Here's the same scene the other morning.
Except it's not really the same scene, is it? The boats and the docks are pretty much where they were before, but the light is different. The fog has transformed it into a different place.
When I don't have to drive, or fly, or navigate through it, I love the fog. It must be my photographer roots. Photographers are always looking for 'magic light' - the early light I found in Morning Light, dusk, approaching thunderstorms. But the most magic light of all is fog.
Fog simplifies and clarifies. It reduces color to a palette of grays. It forces us all to see in black and white.
It isolates objects against a misty background, helping us to consider some things we might have overlooked. It emphasizes shape and form that may have been previously obscured.

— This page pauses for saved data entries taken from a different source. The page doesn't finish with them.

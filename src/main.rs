use std::fs::File;
use std::io::BufWriter;
use std::path::Path;

use anyhow::{Context, bail};

use snappea_editor::{EditorConfig, Surface};

const USAGE: &str = "usage: snappea-editor <info|export> <file> [out.png]";

fn main() -> anyhow::Result<()> {
    env_logger::Builder::from_env(env_logger::Env::default().default_filter_or("warn")).init();

    let args: Vec<String> = std::env::args().skip(1).collect();
    match args.as_slice() {
        [command, input] if command == "info" => info(Path::new(input)),
        [command, input, output] if command == "export" => {
            export(Path::new(input), Path::new(output))
        }
        _ => bail!(USAGE),
    }
}

fn load(input: &Path) -> anyhow::Result<Surface> {
    let config = EditorConfig::load();
    Surface::load_from_path(input, config.field_cache())
        .with_context(|| format!("Failed to load {}", input.display()))
}

fn info(input: &Path) -> anyhow::Result<()> {
    let surface = load(input)?;
    let (width, height) = surface.image().dimensions();
    println!("{}: {}x{}", input.display(), width, height);
    println!("captured: {}", surface.capture().taken_at.format("%Y-%m-%d %H:%M:%S"));
    for element in surface.elements() {
        let bounds = element.bounds();
        match surface.step_number(element.id()) {
            Some(number) => println!("  {} #{} {:?}", element.kind(), number, bounds),
            None => println!("  {} {:?}", element.kind(), bounds),
        }
    }
    Ok(())
}

fn export(input: &Path, output: &Path) -> anyhow::Result<()> {
    let surface = load(input)?;
    let file = File::create(output)
        .with_context(|| format!("Failed to create {}", output.display()))?;
    surface
        .write_export_png(BufWriter::new(file))
        .with_context(|| format!("Failed to export {}", output.display()))?;
    log::info!("Exported {}", output.display());
    Ok(())
}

It cloaks the middleground in a shroud and obscures the distant. Scenes are reduced to a few simple planes. The real becomes surreal; the misty, mystical.
Fog shakes up our assumptions about what is real. Things we see every day are now different. It reminds us, if we let it, that anything we know about life is merely perception - and that perception can change with time and with perspective.
Fog can teach us a lot, if we give it a chance.
Here's one guy who was completely oblivious to the mystic quality of the fog all around him and to the great lessons about life and the cosmos that fog can teach us. All he was interested in was breakfast.
I don't know who this guy is, but he's got an awfully long neck for a seagull. He must be a friend of Joe's. He likes fish.